### Exercise directions
Exact reproduction of all the data is needed.

Stored items:
__________________________________________________

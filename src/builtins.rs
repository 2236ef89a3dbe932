/// Static usage text for the `help` keyword.
pub fn help() -> String {
    "\
Usage of minibash:
1. Normal Commands: Command with up to 4 arguments.
2. Special Commands: dter - Exit minibash. help - Print this help information.
3. Background Processes: Command ending with + to run in background. fore - Bring last background process to foreground.
4. Input/Output Redirection: < for input redirection. > for output redirection (overwrite). >> for output redirection (append).
5. Piping: Use | to pipe up to 4 commands.
6. Sequential Execution: Use ; to separate up to 4 commands.
7. Conditional Execution: Use && for AND and || for OR with up to 4 commands.
8. Word Count in File: Use # followed by filename.
9. Concatenate Files: Use ~ to concatenate up to 4 files."
        .to_string()
}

__________________________________________________

### Response below
filename src/builtins.rs
repository 2236ef89a3dbe932
/// Static usage text for the `help` keyword.
pub fn help() -> String {
    "\
Usage of minibash:
1. Normal Commands: Command with up to 4 arguments.
2. Special Commands: dter - Exit minibash. help - Print this help information.
3. Background Processes: Command ending with + to run in background. fore - Bring last background process to foreground.
4. Input/Output Redirection: < for input redirection. > for output redirection (overwrite). >> for output redirection (append).
5. Piping: Use | to pipe up to 4 commands.
6. Sequential Execution: Use ; to separate up to 4 commands.
7. Conditional Execution: Use && for AND and || for OR with up to 4 commands.
8. Word Count in File: Use # followed by filename.
9. Concatenate Files: Use ~ to concatenate up to 4 files."
        .to_string()
}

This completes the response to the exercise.